Weapons of the Glades

  • Daith’s Reaper – Pick 1 of the bearer’s melee weapons and improve the Rend characteristic by 1.
    • Straightforward but effective. B
  • Greenwood Gladius – Pick 1 of the bearer’s melee weapons and add 2 to the Attacks characteristic if the bearer made a charged in the same turn.
    • Nasty when combo’d with something like Treelord ancient’s Massive Impaling Talon, which beg to allow you to fish for as many hits as possible for those 6s. Otherwise just having more hits is always appreciated. B+
  • Autumn’s Ire – Pick 1 of the bearer’s melee weapons and they can re-roll hit and wound rolls of 1 for attacks made with that weapon while any wounds are allocated to the bearer.
    • Good on bigger guys like Treelord Ancients who have wounds to spare. B+
  • Winnowstaff – Pick 1 of the bearer’s melee weapons and you can re-roll hit rolls for attacks made with that weapon that target a unit with a Wounds characteristic of 1.
    • Good for dealing with hordes, put it on something with a lot of attacks or high damage B
  • Ancient Barkblade – Pick 1 of the bearer’s melee weapons and add 1 tot he Damage characteristic of that weapon.
    • Like the Daith’s Reaper its simple but does the job, put it on something with a lot of attacks. B
  • The Darkest Bough – Pick 1 of the bearer’s melee weapons and if the unmodified wound roll for an attack made with that weapon is 6, that attack inflicts D3 mortal wounds on the target in addition to any normal damage.
    • Again, pick something with a lot of attacks so you can fish for those 6s.B-

Boons of the Everqueen

  • The Oaken Armour –  The bearer can re-roll save rolls of 1.
    • Boring but useful. B
  • Briar Sheath – Subtract 1 from hit rolls for attacks that target the bearer.
    • Stacks with Look Out Sir making them a real pain to hit. B-
  • Glamourweave – 5+ Feel no pain on mortal wounds.
    • Pretty ok, the fact its only on mortal wounds sounds limiting but chipping Heroes with Mortal wounds is a favored strategy. C+
  • Lashvines – Roll a dice each time a wound inflicted by a melee weapon is allocated to the bearer and not negated.
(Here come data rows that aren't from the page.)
// SPDX-License-Identifier: Apache-2.0

use serde::{ser::SerializeMap, Serialize, Serializer};

use crate::{NetworkName, RouteEntry};

#[derive(Debug, Clone, PartialEq, Eq, Serialize)]
#[serde(untagged)]
/// Value of a template property: either a literal or an intrinsic function
/// resolved by the orchestration engine.
pub(crate) enum TemplateValue {
    Literal(String),
    Intrinsic(Intrinsic),
}

/// Heat intrinsic function, rendered as a single-key mapping such as
/// `{get_param: Name}`.
#[derive(Debug, Clone, PartialEq, Eq)]
pub(crate) enum Intrinsic {
    GetParam(String),
    GetResource(String),
    ListJoin(String, Vec<TemplateValue>),
}

impl Serialize for Intrinsic {
    fn serialize<S>(&self, serializer: S) -> Result<S::Ok, S::Error>
    where
        S: Serializer,
    {
        let mut map = serializer.serialize_map(Some(1))?;
        match self {
            Self::GetParam(name) => map.serialize_entry("get_param", name)?,
            Self::GetResource(name) => {
                map.serialize_entry("get_resource", name)?
            }
            Self::ListJoin(delimiter, values) => {
                map.serialize_entry("list_join", &(delimiter, values))?
            }
        }
        map.end()
    }
}

impl TemplateValue {
    pub(crate) fn param(name: &str) -> Self {
        Self::Intrinsic(Intrinsic::GetParam(name.to_string()))
    }

    pub(crate) fn resource(name: &str) -> Self {
        Self::Intrinsic(Intrinsic::GetResource(name.to_string()))
    }

    pub(crate) fn join(delimiter: &str, values: Vec<TemplateValue>) -> Self {
        Self::Intrinsic(Intrinsic::ListJoin(delimiter.to_string(), values))
    }
}

/// Mapping which keeps insertion order when serialized.
#[derive(Debug, Clone, PartialEq, Eq)]
pub(crate) struct OrderedMap<V>(Vec<(String, V)>);

impl<V> Default for OrderedMap<V> {
    fn default() -> Self {
        Self(Vec::new())
    }
}

impl<V> OrderedMap<V> {
    pub(crate) fn new() -> Self {
        Self::default()
    }

    pub(crate) fn insert(&mut self, key: impl Into<String>, value: V) {
        self.0.push((key.into(), value));
    }

    pub(crate) fn is_empty(&self) -> bool {
        self.0.is_empty()
    }
}

impl<V: Serialize> Serialize for OrderedMap<V> {
    fn serialize<S>(&self, serializer: S) -> Result<S::Ok, S::Error>
    where
        S: Serializer,
    {
        let mut map = serializer.serialize_map(Some(self.0.len()))?;
        for (k, v) in &self.0 {
            map.serialize_entry(k, v)?;
        }
        map.end()
    }
}

#[derive(Debug, Clone, PartialEq, Eq, Serialize)]
pub(crate) struct AddressConfig {
    pub(crate) ip_netmask: TemplateValue,
}

impl AddressConfig {
    /// Address of a device attached to specified network. The control
    /// plane address is assembled from the node IP and the subnet netmask.
    pub(crate) fn for_network(network: NetworkName) -> Self {
        let ip_netmask = if network == NetworkName::ControlPlane {
            TemplateValue::join(
                "/",
                vec![
                    TemplateValue::param("ControlPlaneIp"),
                    TemplateValue::param("ControlPlaneSubnetCidr"),
                ],
            )
        } else {
            TemplateValue::param(&network.ip_subnet_param())
        };
        Self { ip_netmask }
    }
}

#[derive(Debug, Clone, PartialEq, Eq, Serialize)]
pub(crate) struct RouteConfig {
    #[serde(skip_serializing_if = "Option::is_none")]
    pub(crate) default: Option<bool>,
    #[serde(skip_serializing_if = "Option::is_none")]
    pub(crate) ip_netmask: Option<String>,
    pub(crate) next_hop: TemplateValue,
}

impl RouteConfig {
    pub(crate) fn new(ip_netmask: &str, next_hop: TemplateValue) -> Self {
        Self {
            default: None,
            ip_netmask: Some(ip_netmask.to_string()),
            next_hop,
        }
    }

    pub(crate) fn new_default(next_hop: TemplateValue) -> Self {
        Self {
            default: Some(true),
            ip_netmask: None,
            next_hop,
        }
    }
}

impl From<RouteEntry> for RouteConfig {
    fn from(rt: RouteEntry) -> Self {
        let next_hop = TemplateValue::Literal(rt.next_hop);
        if rt.default {
            Self::new_default(next_hop)
        } else {
            Self {
                default: None,
                ip_netmask: Some(rt.ip_netmask),
                next_hop,
            }
        }
    }
}

// Field order is the rendered key order: `type` and `name` first, then
// alphabetical, then `addresses`, `routes` and `members`.
#[derive(Debug, Clone, PartialEq, Eq, Serialize, Default)]
/// One os-net-config device entry.
pub(crate) struct NetConfig {
    #[serde(rename = "type")]
    pub(crate) iface_type: &'static str,
    #[serde(skip_serializing_if = "Option::is_none")]
    pub(crate) name: Option<String>,
    #[serde(skip_serializing_if = "Option::is_none")]
    pub(crate) bonding_options: Option<TemplateValue>,
    #[serde(skip_serializing_if = "Option::is_none")]
    pub(crate) device: Option<String>,
    #[serde(skip_serializing_if = "Option::is_none")]
    pub(crate) dns_servers: Option<TemplateValue>,
    #[serde(skip_serializing_if = "Option::is_none")]
    pub(crate) mtu: Option<u32>,
    #[serde(skip_serializing_if = "Option::is_none")]
    pub(crate) ovs_options: Option<TemplateValue>,
    #[serde(skip_serializing_if = "Option::is_none")]
    pub(crate) primary: Option<bool>,
    #[serde(skip_serializing_if = "Option::is_none")]
    pub(crate) use_dhcp: Option<bool>,
    #[serde(skip_serializing_if = "Option::is_none")]
    pub(crate) vlan_id: Option<TemplateValue>,
    #[serde(skip_serializing_if = "Vec::is_empty")]
    pub(crate) addresses: Vec<AddressConfig>,
    #[serde(skip_serializing_if = "Vec::is_empty")]
    pub(crate) routes: Vec<RouteConfig>,
    #[serde(skip_serializing_if = "Vec::is_empty")]
    pub(crate) members: Vec<NetConfig>,
}

impl NetConfig {
    pub(crate) fn new(iface_type: &'static str, name: Option<String>) -> Self {
        Self {
            iface_type,
            name,
            ..Default::default()
        }
    }
}

#[derive(Debug, Clone, PartialEq, Eq, Serialize)]
#[serde(untagged)]
pub(crate) enum ParameterDefault {
    String(String),
    Number(u16),
    List(Vec<String>),
}

#[derive(Debug, Clone, PartialEq, Eq, Serialize)]
pub(crate) struct ParameterDecl {
    #[serde(skip_serializing_if = "Option::is_none")]
    pub(crate) default: Option<ParameterDefault>,
    pub(crate) description: String,
    #[serde(rename = "type")]
    pub(crate) param_type: &'static str,
}

#[derive(Debug, Clone, PartialEq, Eq, Serialize)]
pub(crate) struct OsNetConfig {
    pub(crate) network_config: Vec<NetConfig>,
}

#[derive(Debug, Clone, PartialEq, Eq, Serialize)]
pub(crate) struct StructuredConfigData {
    pub(crate) os_net_config: OsNetConfig,
}

#[derive(Debug, Clone, PartialEq, Eq, Serialize)]
pub(crate) struct StructuredConfigProperties {
    pub(crate) group: &'static str,
    pub(crate) config: StructuredConfigData,
}

#[derive(Debug, Clone, PartialEq, Eq, Serialize)]
pub(crate) struct StructuredConfig {
    #[serde(rename = "type")]
    pub(crate) resource_type: &'static str,
    pub(crate) properties: StructuredConfigProperties,
}

#[derive(Debug, Clone, PartialEq, Eq, Serialize)]
pub(crate) struct NicConfigResources {
    #[serde(rename = "OsNetConfigImpl")]
    pub(crate) os_net_config_impl: StructuredConfig,
}

#[derive(Debug, Clone, PartialEq, Eq, Serialize)]
pub(crate) struct TemplateOutput {
    pub(crate) description: &'static str,
    pub(crate) value: TemplateValue,
}

#[derive(Debug, Clone, PartialEq, Eq, Serialize)]
pub(crate) struct NicConfigOutputs {
    #[serde(rename = "OS::stack_id")]
    pub(crate) stack_id: TemplateOutput,
}

#[derive(Debug, Clone, PartialEq, Eq, Serialize)]
/// Device-config template of one role.
pub(crate) struct NicConfigTemplate {
    pub(crate) heat_template_version: String,
    pub(crate) description: String,
    pub(crate) parameters: OrderedMap<ParameterDecl>,
    pub(crate) resources: NicConfigResources,
    pub(crate) outputs: NicConfigOutputs,
}

#[derive(Debug, Clone, PartialEq, Eq, Serialize)]
pub(crate) struct AllocationPool {
    pub(crate) start: String,
    pub(crate) end: String,
}

#[derive(Debug, Clone, PartialEq, Eq, Serialize)]
#[serde(untagged)]
pub(crate) enum EnvValue {
    String(String),
    Number(u16),
    List(Vec<String>),
    Pools(Vec<AllocationPool>),
}

#[derive(Debug, Clone, PartialEq, Eq, Serialize)]
pub(crate) struct NetworkEnvironment {
    pub(crate) resource_registry: OrderedMap<String>,
    pub(crate) parameter_defaults: OrderedMap<EnvValue>,
}

#[derive(Debug, Clone, PartialEq, Eq, Serialize)]
pub(crate) struct NetworkIsolation {
    pub(crate) resource_registry: OrderedMap<String>,
    #[serde(skip_serializing_if = "OrderedMap::is_empty")]
    pub(crate) parameter_defaults: OrderedMap<bool>,
}
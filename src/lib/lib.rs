// SPDX-License-Identifier: Apache-2.0

//! Network isolation template generator.
//!
//! Model the NIC layout of every overcloud role as a device tree
//! ([Topology]), describe the addressing of each isolated network
//! ([NetworkParams]), then [generate()] the os-net-config nic-configs and
//! the Heat environment files enabling network isolation:
//!
//! ```no_run
//! use std::path::Path;
//!
//! use netiso::{
//!     generate, GenConfOptions, NetIsoError, NetworkName, NetworkParams,
//!     NodePath, Role, Topology,
//! };
//!
//! fn main() -> Result<(), NetIsoError> {
//!     let mut topology = Topology::new();
//!     let nic1 = topology.add_interface(&NodePath::root(Role::Compute))?;
//!     topology.set_network(&nic1, NetworkName::ControlPlane)?;
//!     generate(
//!         Path::new("templates"),
//!         &topology,
//!         &NetworkParams::new(),
//!         &GenConfOptions::new(),
//!     )?;
//!     Ok(())
//! }
//! ```

mod deserializer;
mod device;
mod error;
mod gen_conf;
mod ip;
mod network;
mod params;
mod persist;
mod role;
mod serializer;
mod topology;
mod validate;
mod writer;

#[cfg(test)]
mod unit_tests;

pub use crate::device::{
    BondInterface, BondType, BridgeInterface, BridgeType, DeviceNode,
    NicInterface, RouteEntry, VlanInterface,
};
pub use crate::error::{ErrorKind, NetIsoError};
pub use crate::gen_conf::{
    compile, GenConfOptions, Templates, NETWORK_ENVIRONMENT_FILE,
    NETWORK_ISOLATION_ABSOLUTE_FILE, NETWORK_ISOLATION_FILE, NIC_CONFIG_DIR,
};
pub use crate::network::NetworkName;
pub use crate::params::{
    ControlPlaneParams, ExternalParams, NetworkParams, SubnetParams,
};
pub use crate::persist::{
    load, save, SETTINGS_MAJOR_VERSION, SETTINGS_MINOR_VERSION,
};
pub use crate::role::Role;
pub use crate::topology::{NodePath, Topology};
pub use crate::validate::{
    check_bond_primaries, check_bridge_carriers, check_duplicate_bonds,
    check_duplicate_networks, check_duplicate_nics, check_duplicate_vlans,
    check_ips_in_cidr, check_overlapping_cidrs, validate, ValidationError,
};
pub use crate::writer::{
    generate, write_templates, README_FILE, SETTINGS_FILE,
};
On a 6+ the attacking unit suffers 1 mortal wound.
    • If you didn’t play winterleaf but want the trait. There’s so many better options when you can pick though C-
  • Silken Snares – If the weapon used for an attack that targets the bearer has a Rend characteristic of -1, change the Rend characteristic for that attack to ‘-’.
    • Your opponent will likely try and come at your Heroes with high rend, but you have better options to keep them protected. C-
  • Nightbloom Garland – The bearer is invisible to enemy models that are more than 12″ from the bearer.
    • This ones interesting, especially in a meta that favors ranged attacks from Khadaron Overlords. Worth keeping your more vulnerable heroes safe. B

Verdant Treasures

  • Seed of Rebirth – The first time the bearer is slain. roll a dice. On a 1, the bearer dies. On a 2+ the bearer is not slain, you can heal up to D3 wounds on them.,
    • I’m not a fan of Artefacts that require death to be useful, but between all of the healing Sylvaneth have its possible to bring them back up to a decent health after their unceremonious demise. C
  • Wraithstone – Subtract 1 from the Bravery characteristic of enemy units while they are within 10″ of the bearer.
    • A good combo with Dreadwood, who rely on bravery debuff stacks to be most effective. B+ for Dreadwood, for everyone else.
  • Everdew Vial – Add 2 to run rolls and charge rolls for the bearer.
    • Alot of your Heroes are warrior-wizards who want to get in the fight, this can help guarantee a turn 1 charge. C
  • Lifewreath: In your hero phase, roll a dice. On a 3+ you can heal D3 wounds on each friendly unit wholly within 10″ of the bearer.
    • Another way to keep your Kurnoth hunters and Treelords alive when things get tough, just note it doesn’t bring back dead models B
  • Crown of Fell Bowers: At the start of the combat phase, pick 1 enemy unit within 6″ of the bearer. You can re-roll wound rolls for attacks made by friendly units that target that unit in that phase.
    • Give it to an Arch-Revenant supporting a melee squad and watch them tear a unit to shreds. B+
  • Etherblossom – The bearer can fly.
    • May not seem exciting but the ability to fly is often underrated, especially for your more delicate characters C+

Relics of Nature

Only wizards can take these.

  • Acorn of the Ages –
    Once per battle, at the start of your hero phase, you can set up an AWAKENED WYLDWOOD wholly within 12″ of the bearer, obeying all other rules.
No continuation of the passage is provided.